Meet Henry

Meet Henry

Henry's Story

Henry Leland Seretta was born on April 14, 2014. This little monster invaded our hearts even before he was born. He was a completely healthy and happy baby, until he started getting an ear infection and colds in mid-October. We finally got rid of the ear infection, but the cold symptoms never fully disappeared. Over the weekend of November 8 & 9, Henry got significantly sicker. He was admitted to Children's Hospital in Omaha on November 10, 2014, and was diagnosed with acute myeloid leukemia on November 11, 2014. He fought hard for nearly two weeks, before passing away on November 22, 2014. This blog depicts our journey through the grief of losing Henry. If you would like to read more about his medical journey, you can visit his CaringBridge page. More photos and community posts can be found at our Hope for Henry Facebook page. Thank you for sharing this journey with us!

Thursday, April 21, 2016

Holy Anxiety

Like so many people, I have had my share of mental health issues throughout my life so far.  I have struggled with depression (as diagnosed anyway) since graduating high school.  I have treated this through therapy, medication, journaling...  In our society, I should be ashamed to admit all of this...I should hide it, pretend I'm perfectly mentally sound...but I'm not.  And I'm all about being real.  And honestly...who among us is 100% mentally sound on a day-to-day basis anyway??

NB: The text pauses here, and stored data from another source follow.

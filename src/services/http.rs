use reqwest::{RequestBuilder, Response};
use serde::de::DeserializeOwned;

use crate::error::ServiceError;

/// Send a request and fail on transport errors or a non-success status.
pub async fn send(request: RequestBuilder, service: &'static str) -> Result<Response, ServiceError> {
    let response = request.send().await.map_err(ServiceError::transport(service))?;
    let status = response.status();
    if status.is_success() {
        return Ok(response);
    }
    let body = response.text().await.unwrap_or_default();
    Err(ServiceError::Status { service, status, body })
}

/// Send a request and decode its JSON body.
pub async fn send_json<T: DeserializeOwned>(
    request: RequestBuilder,
    service: &'static str,
) -> Result<T, ServiceError> {
    let response = send(request, service).await?;
    let bytes = response.bytes().await.map_err(ServiceError::transport(service))?;
    serde_json::from_slice(&bytes).map_err(|e| ServiceError::payload(service, e.to_string()))
}
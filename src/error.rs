// src/error.rs
use std::fmt;

use axum::{
    http::StatusCode,
    response::{IntoResponse, Response},
};
use thiserror::Error;
use tracing::{error, warn};

/// Step of a chat request. Upstream failures carry the step they happened in.
#[derive(Clone, Copy, Debug, PartialEq, Eq)]
pub enum Phase {
    Received,
    Embedding,
    Retrieving,
    Generating,
    Streaming,
}

impl fmt::Display for Phase {
    fn fmt(&self, f: &mut fmt::Formatter<'_>) -> fmt::Result {
        let name = match self {
            Phase::Received => "received",
            Phase::Embedding => "embedding",
            Phase::Retrieving => "retrieving",
            Phase::Generating => "generating",
            Phase::Streaming => "streaming",
        };
        f.write_str(name)
    }
}

/// Failure of a call to one of the hosted services.
#[derive(Debug, Error)]
pub enum ServiceError {
    #[error("{service} request failed: {source}")]
    Transport {
        service: &'static str,
        #[source]
        source: reqwest::Error,
    },
    #[error("{service} returned {status}: {body}")]
    Status {
        service: &'static str,
        status: reqwest::StatusCode,
        body: String,
    },
    #[error("{service} returned an unusable payload: {reason}")]
    Payload {
        service: &'static str,
        reason: String,
    },
}

impl ServiceError {
    pub fn transport(service: &'static str) -> impl FnOnce(reqwest::Error) -> Self {
        move |source| ServiceError::Transport { service, source }
    }

    pub fn payload(service: &'static str, reason: impl Into<String>) -> Self {
        ServiceError::Payload { service, reason: reason.into() }
    }
}

#[derive(Debug, Error)]
pub enum ConfigError {
    #[error("environment variable {0} must be set")]
    Missing(&'static str),
    #[error("environment variable {name} has an invalid value {value:?}")]
    Invalid { name: &'static str, value: String },
}

/// Error returned by the chat handler.
#[derive(Debug, Error)]
pub enum AppError {
    #[error("bad request: {0}")]
    BadRequest(String),
    #[error("{phase} failed: {source}")]
    Upstream {
        phase: Phase,
        #[source]
        source: ServiceError,
    },
}

impl AppError {
    pub fn upstream(phase: Phase) -> impl FnOnce(ServiceError) -> Self {
        move |source| AppError::Upstream { phase, source }
    }
}

impl IntoResponse for AppError {
    fn into_response(self) -> Response {
        match &self {
            AppError::BadRequest(reason) => {
                warn!(%reason, "rejecting chat request");
                (StatusCode::BAD_REQUEST, "Bad Request").into_response()
            }
            AppError::Upstream { phase, source } => {
                error!(%phase, error = %source, "chat request failed");
                (StatusCode::INTERNAL_SERVER_ERROR, "Internal Server Error").into_response()
            }
        }
    }
}
// src/state.rs
use std::sync::Arc;

use crate::services::orchestrator::ChatPipeline;

pub type SharedState = Arc<AppState>;

/// How the reply is written to the response body.
#[derive(Clone, Copy, Debug, Default, PartialEq, Eq)]
pub enum ReplyMode {
    /// Whole reply generated first, then sent as one chunk.
    #[default]
    SingleChunk,
    /// Model tokens forwarded as they arrive.
    Streaming,
}

pub struct AppState {
    pub pipeline: ChatPipeline,
    pub reply_mode: ReplyMode,
}

impl AppState {
    pub fn new(pipeline: ChatPipeline, reply_mode: ReplyMode) -> Self {
        Self { pipeline, reply_mode }
    }
}
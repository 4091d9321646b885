#![allow(dead_code)]

use std::sync::{Arc, Mutex};

use async_trait::async_trait;
use futures::stream;
use professor_chat::{
    error::ServiceError,
    message::ModelTurn,
    routes::create_router,
    services::{
        orchestrator::{ChatPipeline, GenerativeModel, TextStream},
        retrieval::{ContextBuilder, Embedder, RetrievalMatch, VectorIndex},
    },
    state::{AppState, ReplyMode},
};

pub struct MockEmbedder {
    pub fail: bool,
}

#[async_trait]
impl Embedder for MockEmbedder {
    async fn embed(&self, _text: &str) -> Result<Vec<f32>, ServiceError> {
        if self.fail {
            return Err(ServiceError::payload("mock-embedder", "embedding unavailable"));
        }
        Ok(vec![0.1, 0.2, 0.3, 0.4])
    }
}

pub struct MockIndex {
    pub matches: Vec<RetrievalMatch>,
    pub fail: bool,
}

#[async_trait]
impl VectorIndex for MockIndex {
    async fn query(
        &self,
        _vector: &[f32],
        _top_k: usize,
        _namespace: &str,
    ) -> Result<Vec<RetrievalMatch>, ServiceError> {
        if self.fail {
            return Err(ServiceError::payload("mock-index", "index unavailable"));
        }
        Ok(self.matches.clone())
    }
}

/// Model that answers with a fixed reply and records every conversation.
#[derive(Default)]
pub struct MockModel {
    pub reply: String,
    pub fail: bool,
    /// Pieces handed out by `generate_stream`; `None` entries become errors.
    pub pieces: Option<Vec<Option<String>>>,
    pub seen: Mutex<Vec<Vec<ModelTurn>>>,
}

#[async_trait]
impl GenerativeModel for MockModel {
    async fn generate(&self, turns: &[ModelTurn]) -> Result<String, ServiceError> {
        self.seen.lock().unwrap().push(turns.to_vec());
        if self.fail {
            return Err(ServiceError::payload("mock-model", "generation unavailable"));
        }
        Ok(self.reply.clone())
    }

    async fn generate_stream(&self, turns: &[ModelTurn]) -> Result<TextStream, ServiceError> {
        let Some(pieces) = self.pieces.clone() else {
            let text = self.generate(turns).await?;
            return Ok(Box::pin(stream::once(async move { Ok::<_, ServiceError>(text) })));
        };
        self.seen.lock().unwrap().push(turns.to_vec());
        let items = pieces.into_iter().map(|piece| {
            piece.ok_or_else(|| ServiceError::payload("mock-model", "stream interrupted"))
        });
        Ok(Box::pin(stream::iter(items.collect::<Vec<_>>())))
    }
}

pub fn professor(id: &str, subject: &str, stars: f64, review: &str) -> RetrievalMatch {
    RetrievalMatch {
        subject: Some(subject.to_string()),
        stars: Some(stars),
        review: Some(review.to_string()),
        ..RetrievalMatch::new(id)
    }
}

pub struct Backend {
    pub embedder: MockEmbedder,
    pub index: MockIndex,
    pub model: Arc<MockModel>,
}

impl Backend {
    pub fn answering(reply: &str) -> Self {
        Self {
            embedder: MockEmbedder { fail: false },
            index: MockIndex {
                matches: vec![professor("Dr. Knuth", "Algorithms", 5.0, "Rigorous but fair.")],
                fail: false,
            },
            model: Arc::new(MockModel { reply: reply.to_string(), ..Default::default() }),
        }
    }

    pub fn pipeline(self) -> ChatPipeline {
        let context = ContextBuilder::new(Arc::new(self.embedder), Arc::new(self.index), "ns1", 5);
        ChatPipeline::new(context, self.model)
    }

    pub fn router(self, mode: ReplyMode) -> axum::Router {
        let state = Arc::new(AppState::new(self.pipeline(), mode));
        create_router("public").with_state(state)
    }
}
use std::sync::Arc;

use async_trait::async_trait;
use tracing::{debug, instrument};

use crate::error::{AppError, Phase, ServiceError};

pub const RESULTS_HEADER: &str = "\n\nReturned Results:\n";

const NO_RATING: &str = "No rating";
const NO_REVIEW: &str = "No review available";
const NO_SUBJECT: &str = "Unknown subject";

/// One nearest-neighbor hit from the review index.
#[derive(Clone, Debug, Default, PartialEq)]
pub struct RetrievalMatch {
    pub identifier: String,
    pub professor: Option<String>,
    pub subject: Option<String>,
    pub review: Option<String>,
    pub stars: Option<f64>,
    pub score: Option<f32>,
}

impl RetrievalMatch {
    pub fn new(identifier: impl Into<String>) -> Self {
        Self { identifier: identifier.into(), ..Default::default() }
    }

    fn display_name(&self) -> &str {
        self.professor.as_deref().unwrap_or(&self.identifier)
    }
}

#[async_trait]
pub trait Embedder: Send + Sync {
    async fn embed(&self, text: &str) -> Result<Vec<f32>, ServiceError>;
}

#[async_trait]
pub trait VectorIndex: Send + Sync {
    /// Up to `top_k` matches, most similar first, metadata included.
    async fn query(
        &self,
        vector: &[f32],
        top_k: usize,
        namespace: &str,
    ) -> Result<Vec<RetrievalMatch>, ServiceError>;
}

/// Render matches into the plain-text block appended to the user's message.
pub fn format_matches(matches: &[RetrievalMatch]) -> String {
    let mut block = String::from(RESULTS_HEADER);
    for m in matches {
        let stars = m.stars.map(|s| s.to_string());
        block.push_str(&format!(
            "Professor: {}\nStars: {}\nReview: {}\nSubject: {}\n\n",
            m.display_name(),
            stars.as_deref().unwrap_or(NO_RATING),
            m.review.as_deref().unwrap_or(NO_REVIEW),
            m.subject.as_deref().unwrap_or(NO_SUBJECT),
        ));
    }
    block
}

/// Embeds a question and turns the closest reviews into prompt context.
#[derive(Clone)]
pub struct ContextBuilder {
    embedder: Arc<dyn Embedder>,
    index: Arc<dyn VectorIndex>,
    namespace: String,
    top_k: usize,
}

impl ContextBuilder {
    pub fn new(
        embedder: Arc<dyn Embedder>,
        index: Arc<dyn VectorIndex>,
        namespace: impl Into<String>,
        top_k: usize,
    ) -> Self {
        Self { embedder, index, namespace: namespace.into(), top_k }
    }

    #[instrument(skip(self, text), fields(namespace = %self.namespace, top_k = self.top_k))]
    pub async fn build(&self, text: &str) -> Result<String, AppError> {
        debug!(phase = %Phase::Embedding, "embedding question");
        let vector = self
            .embedder
            .embed(text)
            .await
            .map_err(AppError::upstream(Phase::Embedding))?;

        debug!(phase = %Phase::Retrieving, dimensions = vector.len(), "querying review index");
        let matches = self
            .index
            .query(&vector, self.top_k, &self.namespace)
            .await
            .map_err(AppError::upstream(Phase::Retrieving))?;

        debug!(matches = matches.len(), "retrieved reviews");
        Ok(format_matches(&matches))
    }
}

Lately, especially since losing Henry, I've found myself struggling with anxiety as well.  I suppose I've always been a bit on the anxious side.  I like to know what's coming...I like to know what to expect...I like to have down time.  Those things have become even more important now.  For example, I had to be social nearly all day last Saturday at the blood drive, and that was okay.  We've done it before, I knew what to expect, I knew what was coming.  I knew I'd have some time on Sunday to recuperate and reenergize.  Today was the opposite.  I was headed out the door to a technology conference, one I've attended several times in the past.  But today I was anxious...in fact there were even a few tears.  I haven't been to the conference since it's been moved...I didn't know who I knew that was going...I didn't know the set-up...there were a lot of unknowns.  I had to drive myself downtown...find parking...find my way around the convention...all on my own.  I was anxious, nervous, and even a little scared.

In my mind, it all seems so ridiculous.  I'm a grown-a** woman.  I have established myself in my own career.  I have birthed (and buried) two children.  I'm a homeowner.  (Well, the bank is a homeowner, but my name is on the bank's paperwork as the homeowner.)  I have handled so many crazy things in my life that it seems silly to worry about finding my way around a conference.  But then again, maybe that's the problem...I have had to handle so many things (in a pretty short amount of time, relatively speaking) that my ability to deal with unknowns is pretty well tapped out.  And that's why these little things make me so anxious.

The good thing, I suppose, is that I didn't turn around and go back inside my house and hide.  I got my butt out the door, I drove myself downtown, I found my way around the conference (so far, at least!) and I found people I know.  I did it.  Just as I haven't let depression control my life, but instead have learned how to control the depression, I won't let anxiety control my life.  And hopefully, over time, these unknowns, these new situations, will no longer cause such anxiety.